Discourage bacterial growth by minimizing the use of
100% aqueous mobile phases where possible.
Discard and re-prepare aqueous mobile phase every
24-48 hours (if 100% aqueous mobile phase is required).
Add 5 – 10% organic modifier to aqueous buffer to
minimize bacterial growth (adjust gradient profile
as necessary).
Filter aqueous portions of mobile phase through a 0.2 µm filter.

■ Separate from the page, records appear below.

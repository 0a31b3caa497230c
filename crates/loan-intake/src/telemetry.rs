use crate::config::TelemetryConfig;
use std::fmt;
use tracing_subscriber::filter::ParseError;
use tracing_subscriber::EnvFilter;

#[derive(Debug)]
pub enum TelemetryError {
    EnvFilter { value: String, source: ParseError },
    Subscriber(Box<dyn std::error::Error + Send + Sync>),
}

impl fmt::Display for TelemetryError {
    fn fmt(&self, f: &mut fmt::Formatter<'_>) -> fmt::Result {
        match self {
            TelemetryError::EnvFilter { value, .. } => {
                write!(
                    f,
                    "invalid log level/filter '{}': unable to build EnvFilter",
                    value
                )
            }
            TelemetryError::Subscriber(err) => write!(f, "telemetry error: {err}"),
        }
    }
}

impl std::error::Error for TelemetryError {
    fn source(&self) -> Option<&(dyn std::error::Error + 'static)> {
        match self {
            TelemetryError::EnvFilter { source, .. } => Some(source),
            TelemetryError::Subscriber(err) => Some(&**err),
        }
    }
}

/// Resolve the log filter: `RUST_LOG` wins, otherwise the configured level.
fn resolve_filter(config: &TelemetryConfig) -> Result<EnvFilter, TelemetryError> {
    match EnvFilter::try_from_default_env() {
        Ok(filter) => Ok(filter),
        Err(_) => {
            EnvFilter::try_new(&config.log_level).map_err(|source| TelemetryError::EnvFilter {
                value: config.log_level.clone(),
                source,
            })
        }
    }
}

/// Install the global tracing subscriber. Logs go to stderr so CLI output stays clean.
pub fn init(config: &TelemetryConfig) -> Result<(), TelemetryError> {
    let env_filter = resolve_filter(config)?;

    tracing_subscriber::fmt()
        .with_env_filter(env_filter)
        .with_writer(std::io::stderr)
        .with_target(false)
        .compact()
        .with_ansi(false)
        .try_init()
        .map_err(TelemetryError::Subscriber)
}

Routinely maintain your water purification system to
ensure it is functioning properly.
Only use ultra-pure water (18 MegaOhm-cm) and highest
quality solvent possible.
Consider sample preparation (e.g., solid-phase extraction,
filtration, centrifugation, etc.) when possible.
4. Avoid when possible:
100% aqueous mobile phases
HPLC-grade bottled water
‘Topping off’ your mobile phases
Using phosphate salt buffer in combination with
high acetonitrile concentrations (e.g., >70%) due
to precipitation.
5. Don’t assume the column is to blame:
Investigate cause of column failure
Monitor backpressure
Mobile-phase age, bacterial contamination, mobile-phase
precipitation...etc.
Peak splitting
Sample quality
Injection solvent strength.
6. Do not prepare excessive amounts of mobile phase:
To reduce the chances of mobile-phase contamination
or degradation, prepare enough mobile phase to last for
3 – 4 days. Alternatively, store excess bulk quantities in
a refrigerated environment.
b. Troubleshooting Questions
1. Are you using 100% aqueous mobile phases?
2. What is the age of the mobile phase?
3. Is the mobile phase filtered through a 0.2 µm membrane?

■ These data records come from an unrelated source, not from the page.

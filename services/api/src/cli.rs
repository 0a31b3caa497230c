use crate::commands::{
    run_list, run_stats, run_status, run_submit, StatsArgs, StatusArgs, SubmitArgs,
};
use crate::demo::{run_demo, DemoArgs};
use crate::server;
use clap::{Args, Parser, Subcommand};
use loan_intake::error::AppError;

#[derive(Parser, Debug)]
#[command(
    name = "Loan Intake",
    about = "Collect, review, and summarise loan applications from the command line",
    version
)]
struct Cli {
    #[command(subcommand)]
    command: Option<Command>,
}

#[derive(Subcommand, Debug)]
enum Command {
    /// Start the HTTP service (default command)
    Serve(ServeArgs),
    /// Validate and record a new loan application
    Submit(SubmitArgs),
    /// List stored applications, newest last
    List,
    /// Approve or reject an application by id
    Status(StatusArgs),
    /// Print dashboard statistics and chart series
    Stats(StatsArgs),
    /// Run an in-memory walkthrough of intake, review, and the dashboard
    Demo(DemoArgs),
}

#[derive(Args, Debug, Default)]
pub(crate) struct ServeArgs {
    /// Override the configured host for the HTTP server
    #[arg(long)]
    pub(crate) host: Option<String>,
    /// Override the configured port for the HTTP server
    #[arg(long)]
    pub(crate) port: Option<u16>,
}

pub(crate) async fn run() -> Result<(), AppError> {
    let cli = Cli::parse();
    let command = cli
        .command
        .unwrap_or_else(|| Command::Serve(ServeArgs::default()));

    match command {
        Command::Serve(args) => server::run(args).await,
        Command::Submit(args) => run_submit(args).await,
        Command::List => run_list(),
        Command::Status(args) => run_status(args),
        Command::Stats(args) => run_stats(args),
        Command::Demo(args) => run_demo(args).await,
    }
}

#[cfg(test)]
mod tests {
    use super::*;
    use loan_intake::applications::StatusDecision;

    #[test]
    fn no_subcommand_defaults_to_serve() {
        let cli = Cli::try_parse_from(["loan-intake-api"]).expect("parses");
        assert!(cli.command.is_none());
    }

    #[test]
    fn status_command_accepts_short_decisions() {
        let cli = Cli::try_parse_from(["loan-intake-api", "status", "abc123", "approve"])
            .expect("parses");
        match cli.command {
            Some(Command::Status(args)) => {
                assert_eq!(args.id, "abc123");
                assert_eq!(args.decision, StatusDecision::Approved);
            }
            other => panic!("unexpected command: {other:?}"),
        }
    }

    #[test]
    fn submit_command_requires_every_field() {
        let result = Cli::try_parse_from(["loan-intake-api", "submit", "--name", "Avery Chen"]);
        assert!(result.is_err());
    }

    #[test]
    fn submit_command_accepts_formatted_amounts() {
        let cli = Cli::try_parse_from([
            "loan-intake-api",
            "submit",
            "--name",
            "Avery Chen",
            "--email",
            "avery@example.com",
            "--phone",
            "5155550123",
            "--amount",
            "$12,000",
            "--purpose",
            "car",
            "--employment",
            "full-time",
            "--income",
            "64,000",
        ])
        .expect("parses");
        match cli.command {
            Some(Command::Submit(args)) => {
                assert_eq!(args.amount, 12000.0);
                assert_eq!(args.income, 64000.0);
            }
            other => panic!("unexpected command: {other:?}"),
        }
    }
}
use loan_intake_api::run;

#[tokio::main]
async fn main() {
    if let Err(err) = run().await {
        eprintln!("application error: {err}");
        std::process::exit(1);
    }
}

4. Was the mobile phase prepared fresh or topped off?
5. Is the water source of adequate quality?
6. When was the last time the water system was serviced or was
the bottle of water unopened?
7. Is bacterial growth a possibility (pH 7 phosphate buffer is
susceptible to bacterial growth within 24 hours)?
8. If a neat standard is prepared in the initial mobile-phase
conditions and injected, are the problems still observed?
9. If the sample is filtered/purified (i.e., SPE, filtration) is the
problem still observed?
10. Has the quality of the samples changed over time?